In the data below, find each line containing the string "static" and return it.

*** EXTRACTED RECORDS ***

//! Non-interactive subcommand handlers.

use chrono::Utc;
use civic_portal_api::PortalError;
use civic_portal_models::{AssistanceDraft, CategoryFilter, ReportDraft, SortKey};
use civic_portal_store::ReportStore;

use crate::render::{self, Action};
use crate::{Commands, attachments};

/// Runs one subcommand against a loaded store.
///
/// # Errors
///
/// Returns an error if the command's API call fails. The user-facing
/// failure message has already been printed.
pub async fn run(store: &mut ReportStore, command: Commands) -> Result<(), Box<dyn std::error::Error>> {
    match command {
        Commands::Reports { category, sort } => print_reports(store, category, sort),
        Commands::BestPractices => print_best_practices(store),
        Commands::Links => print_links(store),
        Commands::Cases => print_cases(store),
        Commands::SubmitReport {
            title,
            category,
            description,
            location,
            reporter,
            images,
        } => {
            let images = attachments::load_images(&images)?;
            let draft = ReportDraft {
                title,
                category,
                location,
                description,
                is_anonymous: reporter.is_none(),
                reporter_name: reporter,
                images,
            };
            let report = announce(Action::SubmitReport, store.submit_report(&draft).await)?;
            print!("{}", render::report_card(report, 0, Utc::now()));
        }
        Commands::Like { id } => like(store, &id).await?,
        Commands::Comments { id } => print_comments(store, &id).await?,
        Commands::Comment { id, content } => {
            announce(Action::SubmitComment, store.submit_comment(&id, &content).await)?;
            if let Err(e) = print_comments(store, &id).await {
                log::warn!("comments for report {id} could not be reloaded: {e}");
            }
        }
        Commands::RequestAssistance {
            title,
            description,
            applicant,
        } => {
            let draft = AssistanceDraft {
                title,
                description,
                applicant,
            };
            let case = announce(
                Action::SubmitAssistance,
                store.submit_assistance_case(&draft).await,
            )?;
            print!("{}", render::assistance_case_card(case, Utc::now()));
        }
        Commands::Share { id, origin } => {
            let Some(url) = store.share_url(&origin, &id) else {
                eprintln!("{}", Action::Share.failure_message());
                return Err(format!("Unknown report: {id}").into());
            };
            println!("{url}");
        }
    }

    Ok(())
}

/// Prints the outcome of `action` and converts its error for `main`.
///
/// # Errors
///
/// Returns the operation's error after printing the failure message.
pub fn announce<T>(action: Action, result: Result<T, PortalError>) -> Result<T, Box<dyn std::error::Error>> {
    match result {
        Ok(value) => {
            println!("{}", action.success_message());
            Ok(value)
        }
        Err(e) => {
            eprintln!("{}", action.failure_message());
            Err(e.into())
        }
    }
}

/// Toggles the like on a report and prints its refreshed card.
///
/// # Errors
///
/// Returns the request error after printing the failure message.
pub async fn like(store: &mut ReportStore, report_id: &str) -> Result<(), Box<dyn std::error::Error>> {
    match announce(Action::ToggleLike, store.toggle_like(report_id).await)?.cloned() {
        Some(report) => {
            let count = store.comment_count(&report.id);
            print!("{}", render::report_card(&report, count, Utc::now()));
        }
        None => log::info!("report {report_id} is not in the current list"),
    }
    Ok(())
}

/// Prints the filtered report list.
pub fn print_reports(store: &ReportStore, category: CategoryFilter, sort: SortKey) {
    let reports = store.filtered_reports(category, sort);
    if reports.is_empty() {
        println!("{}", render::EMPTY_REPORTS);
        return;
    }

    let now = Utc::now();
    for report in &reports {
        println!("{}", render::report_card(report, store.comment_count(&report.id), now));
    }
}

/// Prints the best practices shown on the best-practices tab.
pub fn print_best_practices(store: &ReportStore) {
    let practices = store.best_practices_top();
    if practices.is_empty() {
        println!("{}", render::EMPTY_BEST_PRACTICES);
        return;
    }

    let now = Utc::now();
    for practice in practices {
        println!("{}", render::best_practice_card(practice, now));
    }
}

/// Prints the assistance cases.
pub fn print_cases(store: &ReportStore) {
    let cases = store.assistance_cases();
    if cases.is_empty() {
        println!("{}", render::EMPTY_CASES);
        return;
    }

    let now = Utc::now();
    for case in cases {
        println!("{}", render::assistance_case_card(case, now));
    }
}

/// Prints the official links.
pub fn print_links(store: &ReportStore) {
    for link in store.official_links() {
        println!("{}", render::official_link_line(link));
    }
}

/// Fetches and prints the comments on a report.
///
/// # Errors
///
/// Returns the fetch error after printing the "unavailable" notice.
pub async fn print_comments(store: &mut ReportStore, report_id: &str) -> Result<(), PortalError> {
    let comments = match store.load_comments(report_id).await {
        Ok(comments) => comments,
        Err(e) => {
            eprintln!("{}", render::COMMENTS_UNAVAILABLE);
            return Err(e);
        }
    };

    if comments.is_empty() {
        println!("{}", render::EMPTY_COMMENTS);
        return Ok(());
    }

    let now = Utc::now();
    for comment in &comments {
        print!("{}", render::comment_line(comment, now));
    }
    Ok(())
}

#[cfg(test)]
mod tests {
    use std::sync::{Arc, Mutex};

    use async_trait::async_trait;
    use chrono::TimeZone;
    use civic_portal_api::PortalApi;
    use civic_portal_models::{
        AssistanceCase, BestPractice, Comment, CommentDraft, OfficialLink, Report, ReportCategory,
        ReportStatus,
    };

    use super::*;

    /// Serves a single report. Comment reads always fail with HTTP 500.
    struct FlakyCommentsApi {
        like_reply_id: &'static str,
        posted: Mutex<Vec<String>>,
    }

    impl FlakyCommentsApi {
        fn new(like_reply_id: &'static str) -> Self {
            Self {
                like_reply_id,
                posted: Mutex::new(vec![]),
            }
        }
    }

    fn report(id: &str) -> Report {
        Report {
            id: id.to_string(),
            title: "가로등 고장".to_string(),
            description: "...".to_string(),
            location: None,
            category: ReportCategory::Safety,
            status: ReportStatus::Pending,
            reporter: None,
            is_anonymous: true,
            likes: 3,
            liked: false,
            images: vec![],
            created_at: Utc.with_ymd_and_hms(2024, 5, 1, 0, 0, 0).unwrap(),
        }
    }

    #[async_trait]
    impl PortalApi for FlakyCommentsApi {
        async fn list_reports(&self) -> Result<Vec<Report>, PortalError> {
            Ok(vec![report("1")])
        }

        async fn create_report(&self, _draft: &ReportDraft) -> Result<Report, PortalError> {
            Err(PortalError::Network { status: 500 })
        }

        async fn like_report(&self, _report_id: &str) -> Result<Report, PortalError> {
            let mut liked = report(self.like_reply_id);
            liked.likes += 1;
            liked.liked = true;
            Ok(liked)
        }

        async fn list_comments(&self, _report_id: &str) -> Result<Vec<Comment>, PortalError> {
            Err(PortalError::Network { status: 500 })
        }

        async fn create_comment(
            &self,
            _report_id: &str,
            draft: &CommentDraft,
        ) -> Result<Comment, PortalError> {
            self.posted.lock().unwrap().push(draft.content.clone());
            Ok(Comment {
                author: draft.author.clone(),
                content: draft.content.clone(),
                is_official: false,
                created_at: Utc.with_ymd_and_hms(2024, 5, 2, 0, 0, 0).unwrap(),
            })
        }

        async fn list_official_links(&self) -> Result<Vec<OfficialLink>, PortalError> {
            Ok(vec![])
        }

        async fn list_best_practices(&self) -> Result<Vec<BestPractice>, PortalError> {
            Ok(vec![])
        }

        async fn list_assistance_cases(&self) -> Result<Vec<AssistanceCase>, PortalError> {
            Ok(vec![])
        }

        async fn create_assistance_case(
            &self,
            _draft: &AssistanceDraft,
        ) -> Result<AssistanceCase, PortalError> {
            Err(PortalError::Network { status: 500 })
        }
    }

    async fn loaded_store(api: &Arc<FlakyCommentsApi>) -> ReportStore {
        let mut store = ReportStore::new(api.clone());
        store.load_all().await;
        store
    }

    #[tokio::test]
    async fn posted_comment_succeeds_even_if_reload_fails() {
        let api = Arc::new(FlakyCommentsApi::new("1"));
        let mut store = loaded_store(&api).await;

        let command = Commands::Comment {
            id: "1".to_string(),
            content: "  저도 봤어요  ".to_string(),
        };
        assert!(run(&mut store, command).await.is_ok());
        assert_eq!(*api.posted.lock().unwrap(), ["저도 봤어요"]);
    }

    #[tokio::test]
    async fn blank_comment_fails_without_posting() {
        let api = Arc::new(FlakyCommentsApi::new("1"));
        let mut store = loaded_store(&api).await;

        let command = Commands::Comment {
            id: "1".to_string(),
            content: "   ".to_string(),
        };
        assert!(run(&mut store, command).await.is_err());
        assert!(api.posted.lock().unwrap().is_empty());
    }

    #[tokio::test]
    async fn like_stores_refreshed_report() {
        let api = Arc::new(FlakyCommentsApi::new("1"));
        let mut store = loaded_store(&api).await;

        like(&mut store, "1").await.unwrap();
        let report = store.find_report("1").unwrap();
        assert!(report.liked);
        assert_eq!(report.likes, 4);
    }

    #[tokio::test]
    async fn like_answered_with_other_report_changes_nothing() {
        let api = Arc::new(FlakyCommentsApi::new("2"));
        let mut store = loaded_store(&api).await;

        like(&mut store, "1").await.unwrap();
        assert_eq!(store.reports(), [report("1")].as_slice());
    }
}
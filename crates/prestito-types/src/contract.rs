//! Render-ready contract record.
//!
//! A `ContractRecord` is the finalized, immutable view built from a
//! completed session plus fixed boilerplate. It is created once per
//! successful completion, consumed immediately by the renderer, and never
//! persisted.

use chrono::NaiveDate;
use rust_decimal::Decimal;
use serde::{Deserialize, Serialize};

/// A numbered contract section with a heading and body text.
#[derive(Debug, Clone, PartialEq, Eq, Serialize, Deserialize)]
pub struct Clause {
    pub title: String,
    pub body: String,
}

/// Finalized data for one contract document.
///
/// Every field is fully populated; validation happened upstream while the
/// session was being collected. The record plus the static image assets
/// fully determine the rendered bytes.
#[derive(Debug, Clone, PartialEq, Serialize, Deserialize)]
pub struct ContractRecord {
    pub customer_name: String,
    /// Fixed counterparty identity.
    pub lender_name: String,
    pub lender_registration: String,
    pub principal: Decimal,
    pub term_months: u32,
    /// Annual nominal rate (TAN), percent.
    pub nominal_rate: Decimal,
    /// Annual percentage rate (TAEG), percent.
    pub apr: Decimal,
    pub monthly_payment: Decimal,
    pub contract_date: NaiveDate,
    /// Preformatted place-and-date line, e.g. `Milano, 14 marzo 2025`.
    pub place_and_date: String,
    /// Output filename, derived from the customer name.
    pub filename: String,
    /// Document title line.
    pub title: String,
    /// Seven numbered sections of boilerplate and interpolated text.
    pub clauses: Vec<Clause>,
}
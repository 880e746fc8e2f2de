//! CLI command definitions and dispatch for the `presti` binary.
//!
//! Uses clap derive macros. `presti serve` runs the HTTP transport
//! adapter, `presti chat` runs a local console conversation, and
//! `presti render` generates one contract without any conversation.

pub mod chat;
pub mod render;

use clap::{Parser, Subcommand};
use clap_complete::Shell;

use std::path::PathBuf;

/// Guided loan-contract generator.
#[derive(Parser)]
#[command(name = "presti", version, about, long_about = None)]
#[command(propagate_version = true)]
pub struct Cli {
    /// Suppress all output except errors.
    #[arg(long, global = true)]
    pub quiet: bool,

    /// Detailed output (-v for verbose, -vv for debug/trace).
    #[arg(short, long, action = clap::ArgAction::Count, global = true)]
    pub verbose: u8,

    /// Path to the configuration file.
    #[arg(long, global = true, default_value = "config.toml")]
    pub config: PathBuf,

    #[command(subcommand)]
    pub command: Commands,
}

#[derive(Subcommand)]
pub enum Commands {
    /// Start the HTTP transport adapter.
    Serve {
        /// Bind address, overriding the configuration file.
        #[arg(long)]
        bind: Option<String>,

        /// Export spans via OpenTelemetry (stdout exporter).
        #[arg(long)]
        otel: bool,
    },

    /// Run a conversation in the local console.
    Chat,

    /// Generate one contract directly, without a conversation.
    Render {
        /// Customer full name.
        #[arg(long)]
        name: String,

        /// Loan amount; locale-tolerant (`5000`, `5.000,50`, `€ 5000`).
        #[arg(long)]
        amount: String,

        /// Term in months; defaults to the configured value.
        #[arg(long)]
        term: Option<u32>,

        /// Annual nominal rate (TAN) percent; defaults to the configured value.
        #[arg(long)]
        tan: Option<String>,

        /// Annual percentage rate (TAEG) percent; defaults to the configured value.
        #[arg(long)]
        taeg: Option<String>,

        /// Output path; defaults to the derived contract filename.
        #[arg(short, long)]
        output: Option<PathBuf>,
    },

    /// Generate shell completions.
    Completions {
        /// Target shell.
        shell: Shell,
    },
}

***

OUTPUT FOR THIS EXERCISE →
        like_reply_id: &'static str,
        fn new(like_reply_id: &'static str) -> Self {
/// session was being collected. The record plus the static image assets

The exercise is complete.